A few weeks ago I wrote about reports of several roofs collapsing on production facilities in Minnesota after the Christmas day storm. At the Minnesota Pork Congress, I talked with several company representatives who were aware of additional barn roofs that have failed since that storm in Iowa and Minnesota.
One of the big unknowns at this time is whether there are common factors in the roof failures. Are there certain structure designs or installations that are more at risk of failure? For example, are 100 ft wide double wide wean-finish barns more at risk than 80 ft wide barns? Are double wide barns more at risk than single wide barns? Does the type or location of ridge vents (when considered relative to barn orientation to wind) alter snow loading enough to be a factor? Are older barns more at risk than newer barns?
At the 2009 Minnesota Pork Congress, Dr Dwaine Bundy, emeritus professor of Ag Engineering from Iowa State University gave an excellent presentation about some of these issues. His slides are available at http://www.mnpork.com/producers/seminars.php
In a effort to help extension ag engineers better understand the problem this winter I am using this weeks blog to ask for readers help. If you had a roof collapse, or know of a specific facility that had a roof failure this winter, please reply to this blog with some of the above information, including location of the barn. Your response will not be posted as all responses to this blog must be approved by me for posting. Rather than replying to the blog you may also contact the ag engineers directly with reports of failures.
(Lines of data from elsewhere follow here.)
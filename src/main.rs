//! # docchat CLI
//!
//! ## Usage
//!
//! ```bash
//! docchat --config ./config/docchat.toml <command>
//! ```
//!
//! ## Commands
//!
//! | Command | Description |
//! |---------|-------------|
//! | `docchat chat` | Interactive session: upload, ask, search |
//! | `docchat ask "<question>" --doc <path>` | One question over the given documents |
//! | `docchat search "<query>" --doc <path>` | Local search, no provider needed |
//! | `docchat summarize <file>` | Summarise one document |
//! | `docchat extract <file>` | Print the extracted text of a file |
//! | `docchat config save <provider> <key>` | Validate and persist provider settings |
//! | `docchat config show` | Show the active settings, key masked |
//! | `docchat config test` | Round-trip a tiny prompt to the provider |
//! | `docchat config clear` | Forget saved provider settings |
//!
//! ## Examples
//!
//! ```bash
//! docchat config save gemini AIza... --model gemini-1.5-pro
//! docchat ask "What was revenue growth?" --doc ./reports
//! docchat search "revenue" --doc q3.pdf --doc notes.md --limit 5
//! ```

use anyhow::{bail, Result};
use clap::{Parser, Subcommand};
use std::path::PathBuf;
use std::sync::Arc;

use docchat::app::App;
use docchat::config::{self, Config};
use docchat::credentials::{run_config_show, test_connection, CredentialManager};
use docchat::extract::extract;
use docchat::ingest::{load_documents, read_upload, LoadReport};
use docchat::logging::init_logging;
use docchat::models::{ConnectionStatus, Provider};
use docchat::orchestrator::{Orchestrator, APOLOGY};
use docchat::search::run_search;
use docchat::storage::{FileStorage, LocalStorage};
use docchat::store::{document_id, DocumentStore};
use docchat::terminal::{LineEvents, TerminalSurface, HELP};
use docchat::transport::HttpTransport;

/// docchat: ask questions about your documents.
///
/// All commands accept a `--config` flag pointing to a TOML configuration
/// file. A missing file means defaults.
#[derive(Parser)]
#[command(
    name = "docchat",
    about = "Chat with PDF, DOCX, TXT and Markdown documents using Gemini, OpenAI or Anthropic",
    version
)]
struct Cli {
    /// Path to configuration file (TOML).
    #[arg(long, global = true, default_value = "./config/docchat.toml")]
    config: PathBuf,

    #[command(subcommand)]
    command: Commands,
}

#[derive(Subcommand)]
enum Commands {
    /// Start an interactive chat session on stdin/stdout.
    Chat,

    /// Ask one question about a set of documents.
    ///
    /// Without a configured provider the answer is a canned placeholder.
    Ask {
        question: String,

        /// File or directory to load. Repeatable.
        #[arg(long = "doc", required = true)]
        docs: Vec<PathBuf>,

        /// Glob of paths to skip when walking directories. Repeatable.
        #[arg(long)]
        exclude: Vec<String>,
    },

    /// Search documents locally.
    Search {
        query: String,

        /// File or directory to load. Repeatable.
        #[arg(long = "doc", required = true)]
        docs: Vec<PathBuf>,

        /// Glob of paths to skip when walking directories. Repeatable.
        #[arg(long)]
        exclude: Vec<String>,

        /// Maximum number of results to print.
        #[arg(long)]
        limit: Option<usize>,
    },

    /// Summarise a single document.
    Summarize { file: PathBuf },

    /// Print the text extracted from a file.
    Extract { file: PathBuf },

    /// Manage provider settings.
    Config {
        #[command(subcommand)]
        action: ConfigAction,
    },
}

#[derive(Subcommand)]
enum ConfigAction {
    /// Validate and save provider, key and model.
    Save {
        /// `gemini`, `openai`, or `anthropic`.
        provider: Provider,
        api_key: String,
        /// Defaults to the provider's first model.
        #[arg(long)]
        model: Option<String>,
    },
    /// Show the active settings with the key masked.
    Show,
    /// Send a minimal prompt to check the saved settings.
    Test,
    /// Remove saved provider settings.
    Clear,
}

#[tokio::main]
async fn main() -> Result<()> {
    let cli = Cli::parse();
    let cfg = config::load_or_default(&cli.config)?;
    init_logging(&cfg.logging)?;

    let storage: Arc<dyn LocalStorage> = Arc::new(FileStorage::new(&cfg.storage.path));

    match cli.command {
        Commands::Chat => run_chat(&cfg, storage).await?,
        Commands::Ask {
            question,
            docs,
            exclude,
        } => {
            let report = load_documents(&docs, &exclude)?;
            let store = report_skipped(report);
            let credentials = CredentialManager::open(storage);
            let transport = HttpTransport::new(&cfg.http)?;
            let orchestrator = Orchestrator::new(&transport, &cfg.providers);
            match orchestrator
                .try_answer(&question, &store, credentials.current())
                .await
            {
                Ok(answer) => println!("{}", answer),
                Err(e) => {
                    eprintln!("Error communicating with AI service: {}", e);
                    println!("{}", APOLOGY);
                }
            }
        }
        Commands::Search {
            query,
            docs,
            exclude,
            limit,
        } => {
            let report = load_documents(&docs, &exclude)?;
            let store = report_skipped(report);
            if store.is_empty() {
                println!("Please upload documents first to enable search.");
            } else {
                run_search(&query, &store, limit);
            }
        }
        Commands::Summarize { file } => {
            let upload = read_upload(&file)?;
            let id = document_id(&upload.name);
            let text = extract(&upload)?;
            let credentials = CredentialManager::open(storage);
            let transport = HttpTransport::new(&cfg.http)?;
            let orchestrator = Orchestrator::new(&transport, &cfg.providers);
            let summary = orchestrator
                .summarize(&text, &id, credentials.current())
                .await;
            println!("{}", summary);
        }
        Commands::Extract { file } => {
            let upload = read_upload(&file)?;
            println!("{}", extract(&upload)?);
        }
        Commands::Config { action } => run_config(action, &cfg, storage).await?,
    }

    Ok(())
}

async fn run_chat(cfg: &Config, storage: Arc<dyn LocalStorage>) -> Result<()> {
    let transport = HttpTransport::new(&cfg.http)?;
    let mut app = App::new(
        TerminalSurface,
        Box::new(transport),
        cfg.providers.clone(),
        storage,
    );
    let current = app.state().credentials.current();
    if current.configured {
        eprintln!("docchat ready ({} / {})", current.provider, current.model);
    } else {
        eprintln!("docchat ready (no provider configured; answers are placeholders)");
    }
    eprintln!("{}\n", HELP);

    let mut events = LineEvents::new(tokio::io::stdin());
    app.run(&mut events).await;
    Ok(())
}

async fn run_config(
    action: ConfigAction,
    cfg: &Config,
    storage: Arc<dyn LocalStorage>,
) -> Result<()> {
    let mut credentials = CredentialManager::open(storage);
    match action {
        ConfigAction::Save {
            provider,
            api_key,
            model,
        } => {
            let model = model.unwrap_or_else(|| provider.default_model().to_string());
            credentials.save(provider, &api_key, &model)?;
            println!("API configuration saved successfully! ({} / {})", provider, model);
        }
        ConfigAction::Show => run_config_show(&credentials),
        ConfigAction::Test => {
            let transport = HttpTransport::new(&cfg.http)?;
            match test_connection(credentials.current(), &cfg.providers, &transport).await {
                ConnectionStatus::Connected => println!("connected"),
                ConnectionStatus::Error(message) => bail!("connection test failed: {}", message),
            }
        }
        ConfigAction::Clear => {
            credentials.clear()?;
            println!("Provider settings cleared.");
        }
    }
    Ok(())
}

fn report_skipped(report: LoadReport) -> DocumentStore {
    for (path, reason) in &report.skipped {
        eprintln!("skipped {}: {}", path.display(), reason);
    }
    report.store
}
I will pull together these responses and forward them to Dr Larry Jacobson at the University of Minnesota (firstname.lastname@example.org), Dr Jay Harmon at Iowa State University (email@example.com), Dr Steve Pohl at South Dakota State University (firstname.lastname@example.org) and Dr Rick Stowell at the University of Nebraska (email@example.com). Together, this group will try and identify whether there are any patterns to these failures and what barn owners can do to reduce the risk of a future failure.
It may be that this group comes up with no common factors. On the other hand, they may be able to develop a list of conditions such as ridge ventilators installed in a specific pattern or direction relative to the storm or an age estimate of risk or something else that increases the risk of a catastrophic snow load on the roof.